Wait Until Dark was a major hit back in the late sixties, with audiences screaming in fright at the tricks director Terence Young (best known for his James Bond movies, including the first one) implemented to keep up the tension. Those tricks may come across as old hat now, but that was because they set a standard that is still used in horror movies to this day, especially in its use of jump scares, a cheap effect now more often than not, but back then it worked like gangbusters to keep the viewers on the edge of their seats, and leaping off them.

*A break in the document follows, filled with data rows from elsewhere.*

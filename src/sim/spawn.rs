//! Spawn policies: enemy waves, enemy fire, boss lasers and player bullets
//!
//! All randomness comes through the injected RNG so callers control
//! determinism.

use glam::Vec2;
use rand::Rng;

use super::entity::{EntityId, EntityKind, EntityStore, Visual};
use super::state::{GameEvent, GameState, Level, Phase};
use super::world::World;
use crate::aim_velocity;
use crate::consts::*;
use crate::tuning::Tuning;

/// Advance the spawn timer and create an enemy once it exceeds the interval.
/// Only levels 1 and 2 have enemy waves.
pub fn try_spawn_enemy(
    state: &mut GameState,
    store: &mut EntityStore,
    rng: &mut impl Rng,
    tuning: &Tuning,
) -> Option<EntityId> {
    if !state.level.spawns_enemies() {
        return None;
    }

    state.spawn_timer += 1;
    if state.spawn_timer <= tuning.spawn_interval_ticks {
        return None;
    }
    state.spawn_timer = 0;

    let visual = Visual::ALIENS[rng.random_range(0..Visual::ALIENS.len())];
    let x = rng.random_range(ENEMY_MIN_X..=ENEMY_MAX_X) as f32;
    let (y, vel) = match state.level {
        Level::One => (0.0, Vec2::new(0.0, ENEMY_FALL_SPEED)),
        _ => (
            rng.random_range(ENEMY_MIN_Y..=ENEMY_MAX_Y) as f32,
            Vec2::ZERO,
        ),
    };

    Some(store.spawn(
        EntityKind::Enemy,
        Vec2::new(x, y),
        vel,
        tuning.enemy_health,
        visual,
    ))
}

/// Roll once for a single enemy and, on success, fire a meteor at the player
pub fn try_spawn_enemy_projectile(
    store: &mut EntityStore,
    enemy: EntityId,
    rng: &mut impl Rng,
    tuning: &Tuning,
) -> Option<EntityId> {
    let origin = store.get(enemy).filter(|e| e.active)?.pos;
    if rng.random_range(0..=tuning.enemy_fire_denominator) >= 1 {
        return None;
    }

    let pos = origin + Vec2::new(0.0, ENEMY_PROJECTILE_OFFSET);
    let target = store.player().map_or(pos + Vec2::Y, |p| p.pos);
    Some(store.spawn(
        EntityKind::EnemyProjectile,
        pos,
        aim_velocity(pos, target, ENEMY_PROJECTILE_SPEED),
        EntityKind::EnemyProjectile.default_hp(),
        Visual::Meteor,
    ))
}

/// Roll for a boss laser aimed at the player; shakes the camera when it fires
pub fn try_spawn_boss_laser(
    state: &mut GameState,
    store: &mut EntityStore,
    rng: &mut impl Rng,
    tuning: &Tuning,
) -> Option<EntityId> {
    let origin = store.boss().filter(|b| b.active)?.pos;
    if rng.random_range(0..=100) >= tuning.boss_fire_percent {
        return None;
    }

    let (duration_ms, intensity) = LASER_SHAKE;
    state.emit(GameEvent::CameraShake {
        duration_ms,
        intensity,
    });

    let pos = origin + Vec2::new(0.0, BOSS_LASER_OFFSET);
    let target = store.player().map_or(pos + Vec2::Y, |p| p.pos);
    Some(store.spawn(
        EntityKind::BossProjectile,
        pos,
        aim_velocity(pos, target, BOSS_LASER_SPEED),
        EntityKind::BossProjectile.default_hp(),
        Visual::BossLaser,
    ))
}

/// Spawn one bullet above the player travelling straight up
pub fn fire_bullet(store: &mut EntityStore) -> Option<EntityId> {
    let player = store.player().filter(|p| p.active)?.pos;
    Some(store.spawn(
        EntityKind::PlayerBullet,
        player - Vec2::new(0.0, BULLET_SPAWN_OFFSET),
        Vec2::new(0.0, -BULLET_SPEED),
        EntityKind::PlayerBullet.default_hp(),
        Visual::Shot,
    ))
}

/// Run every periodic spawn policy for this tick
pub fn run_spawn_policies(world: &mut World) {
    let World {
        state,
        store,
        rng,
        tuning,
        ..
    } = world;

    try_spawn_enemy(state, store, &mut *rng, tuning);

    if state.phase == Phase::Level2 {
        store.for_each_active(EntityKind::Enemy, |store, enemy| {
            try_spawn_enemy_projectile(store, enemy, &mut *rng, tuning);
        });
    }

    if state.phase == Phase::Level3Boss {
        try_spawn_boss_laser(state, store, &mut *rng, tuning);
    }
}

Which meant that effectively Audrey Hepburn had made a horror film, one of the biggest stars least associated with the genre, albeit for three quarters of the running time it didn't seem like that at all.
In fact it was so cagey about explaining what was really going on that you may well have found yourself baffled why the three bad guys had to go through all this rigmarole to seize the doll when there must have been easier ways to do so. What you would also be aware of was that the plotline, hewing closely to the hit play by Frederick Knott (whose other huge success was Dial M for Murder), was being carefully contrived to place "the world’s champion blind lady" into a very drastic situation, and once that finale arrived you would have to agree it was all worth it. Though with that in mind, you had to observe they laid on Susy's vulnerability on rather thick, with Hepburn at her most fragile and whimpering her way through her lines, even the ones where she was not conveying any danger.

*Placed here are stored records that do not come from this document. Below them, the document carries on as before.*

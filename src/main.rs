//! Galley Shooter headless runner
//!
//! Runs a seeded session on autopilot and streams its events either to the
//! log or as JSON lines on stdout. A real front end would feed keyboard input
//! into `TickInput` and draw from the same event stream.

use std::path::PathBuf;
use std::time::{SystemTime, UNIX_EPOCH};

use clap::Parser;
use galley_shooter::sim::{TickInput, World, tick};
use galley_shooter::{ConfigError, JsonLinesPresenter, LogPresenter, Presenter, Tuning, TuningPreset};

const DEFAULT_TICKS: u64 = 60 * 60 * 5;

#[derive(Parser)]
#[command(name = "galley-shooter")]
#[command(about = "Run a seeded headless Galley Shooter session on autopilot")]
struct Args {
    /// RNG seed; defaults to the current time
    #[arg(long)]
    seed: Option<u64>,
    /// Number of fixed ticks to simulate
    #[arg(long, default_value_t = DEFAULT_TICKS)]
    ticks: u64,
    /// Balance preset: classic or galley
    #[arg(long, value_parser = parse_preset, conflicts_with = "tuning")]
    preset: Option<TuningPreset>,
    /// JSON tuning file; absent fields keep the classic values
    #[arg(long)]
    tuning: Option<PathBuf>,
    /// Stream events as JSON lines on stdout instead of logging them
    #[arg(long)]
    json: bool,
}

fn parse_preset(s: &str) -> Result<TuningPreset, ConfigError> {
    TuningPreset::from_str(s).ok_or_else(|| ConfigError::UnknownPreset(s.to_string()))
}

/// Resolve the tuning and a description of where it came from
fn resolve_tuning(args: &Args) -> Result<(Tuning, String), ConfigError> {
    match &args.tuning {
        Some(path) => Ok((Tuning::load(path)?, format!("file={}", path.display()))),
        None => {
            let preset = args.preset.unwrap_or_default();
            Ok((
                Tuning::from_preset(preset),
                format!("preset={}", preset.as_str()),
            ))
        }
    }
}

fn run(args: &Args, tuning: Tuning, source: &str) {
    let seed = args.seed.unwrap_or_else(|| {
        SystemTime::now()
            .duration_since(UNIX_EPOCH)
            .map(|d| d.as_secs())
            .unwrap_or(0)
    });

    let mut world = World::new(seed, tuning);
    log::info!(
        "Galley Shooter (headless) seed={} {} ticks={}",
        world.seed(),
        source,
        args.ticks
    );

    let mut presenter: Box<dyn Presenter> = if args.json {
        Box::new(JsonLinesPresenter::new(std::io::stdout().lock()))
    } else {
        Box::new(LogPresenter)
    };

    let mut input = TickInput {
        autopilot: true,
        ..Default::default()
    };
    presenter.present_all(&world.drain_events());
    for _ in 0..args.ticks {
        let events = tick(&mut world, &input);
        presenter.present_all(&events);
        input.clear_edges();
    }

    log::info!(
        "Finished after {} ticks: score={} level={} phase={:?} health={}",
        world.state.time_ticks,
        world.state.score,
        world.state.level.number(),
        world.state.phase,
        world.state.health
    );
}

fn main() {
    env_logger::init();
    let args = Args::parse();

    match resolve_tuning(&args) {
        Ok((tuning, source)) => run(&args, tuning, &source),
        Err(e) => {
            log::error!("{}", e);
            eprintln!("galley-shooter: {e}");
            std::process::exit(2);
        }
    }
}

#[cfg(test)]
mod tests {
    use super::*;

    #[test]
    fn test_args_defaults() {
        let args = Args::try_parse_from(["galley-shooter"]).unwrap();
        assert_eq!(args.seed, None);
        assert_eq!(args.ticks, DEFAULT_TICKS);
        assert!(!args.json);
        let (tuning, source) = resolve_tuning(&args).unwrap();
        assert_eq!(tuning, Tuning::default());
        assert_eq!(source, "preset=Classic");
    }

    #[test]
    fn test_args_preset_and_flags() {
        let args = Args::try_parse_from([
            "galley-shooter",
            "--seed",
            "7",
            "--ticks",
            "120",
            "--preset",
            "GALLEY",
            "--json",
        ])
        .unwrap();
        assert_eq!(args.seed, Some(7));
        assert_eq!(args.ticks, 120);
        assert!(args.json);
        let (tuning, _) = resolve_tuning(&args).unwrap();
        assert_eq!(tuning, Tuning::from_preset(TuningPreset::Galley));
    }

    #[test]
    fn test_args_rejected() {
        assert!(Args::try_parse_from(["galley-shooter", "--seed", "abc"]).is_err());
        assert!(Args::try_parse_from(["galley-shooter", "--preset", "arcade"]).is_err());
        assert!(
            Args::try_parse_from(["galley-shooter", "--preset", "galley", "--tuning", "t.json"])
                .is_err()
        );
    }

    #[test]
    fn test_missing_tuning_file_is_io_error() {
        let args = Args::try_parse_from(["galley-shooter", "--tuning", "/no/such/tuning.json"])
            .unwrap();
        assert!(matches!(resolve_tuning(&args), Err(ConfigError::Io(_))));
    }
}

The ace up their sleeve was Alan Arkin, taking the role of the real villain at a time in his career where he didn't have anything to lose, this being early on when he was not as familiar as he is now. Not that he went on to play many evildoers as he found comedy was his forte and what audiences more often wished to see him in, but Wait Until Dark remained a valuable reminder of his range, which on this evidence was considerable. The notion of anyone acting horribly to Audrey Hepburn was unthinkable, such was her goody-two-shoes image, it's little wonder Julie Andrews was the second choice if she had turned it down, the part begged for an actress whose persona exhibited all the traits that represented purity and an essential decency. That was a strong element in the power of the film back in 1967.

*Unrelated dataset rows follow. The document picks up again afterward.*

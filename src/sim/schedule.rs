//! Deferred one-shot actions keyed by tick deadline
//!
//! Each entry records the store generation it was scheduled in. A restart
//! clears the queue and bumps the generation, so an entry that somehow
//! survives is still recognisably stale when it comes due.

use super::entity::EntityId;

/// Work that runs after a delay
#[derive(Debug, Clone, Copy, PartialEq, Eq)]
pub enum DeferredAction {
    /// Banner finished: swap in the upgraded player and start the boss fight
    CompleteUpgrade,
    /// Defeat animation finished: remove the boss and show the win screen
    FinishBossDefeat { boss: EntityId },
}

#[derive(Debug, Clone, Copy, PartialEq, Eq)]
pub struct Deferred {
    pub due_tick: u64,
    pub generation: u32,
    pub action: DeferredAction,
    seq: u64,
}

#[derive(Debug, Clone, Default)]
pub struct Scheduler {
    pending: Vec<Deferred>,
    next_seq: u64,
}

impl Scheduler {
    pub fn new() -> Self {
        Self::default()
    }

    /// Queue `action` to run `delay_ticks` after `now`
    pub fn schedule(&mut self, now: u64, delay_ticks: u64, generation: u32, action: DeferredAction) {
        let seq = self.next_seq;
        self.next_seq += 1;
        self.pending.push(Deferred {
            due_tick: now + delay_ticks,
            generation,
            action,
            seq,
        });
    }

    /// Remove and return every entry due at `now`, oldest deadline first
    pub fn take_due(&mut self, now: u64) -> Vec<Deferred> {
        let (mut due, rest): (Vec<_>, Vec<_>) =
            self.pending.drain(..).partition(|d| d.due_tick <= now);
        self.pending = rest;
        due.sort_by_key(|d| (d.due_tick, d.seq));
        due
    }

    pub fn clear(&mut self) {
        self.pending.clear();
    }

    pub fn len(&self) -> usize {
        self.pending.len()
    }

    pub fn is_empty(&self) -> bool {
        self.pending.is_empty()
    }
}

Yet even if you thought Audrey was too good to be true here, you had to admit by that ending she had been an extremely effective item of casting. Before we reached that there was a lot of business about finding that bloody doll as each of the ne'erdowells visits Susy when her husband has been waylaid thanks to their machinations, though she does have a secret weapon in the initially bratty Gloria (Julie Herrod, a stage actress in her sole film) who suddenly becomes enthusiastic when she has a chance to do something more heroic than collect the woman's groceries. Crenna posed as a good guy when we knew he wasn't, bringing his smooth style the brittleness of ill intentions, and Weston pretended to be a cop, but Arkin was who you would remember, a true nasty piece of work who aims to burn Hepburn if he doesn't get what he wants, and might stick her with his fancy flick knife if he does. The ending was of such high quality that it lifted the whole production and you could forget how overburdened with contrivance it had been; it might not prompt the terror it did, but it was a damn good show once it got going. Off kilter music by Henry Mancini.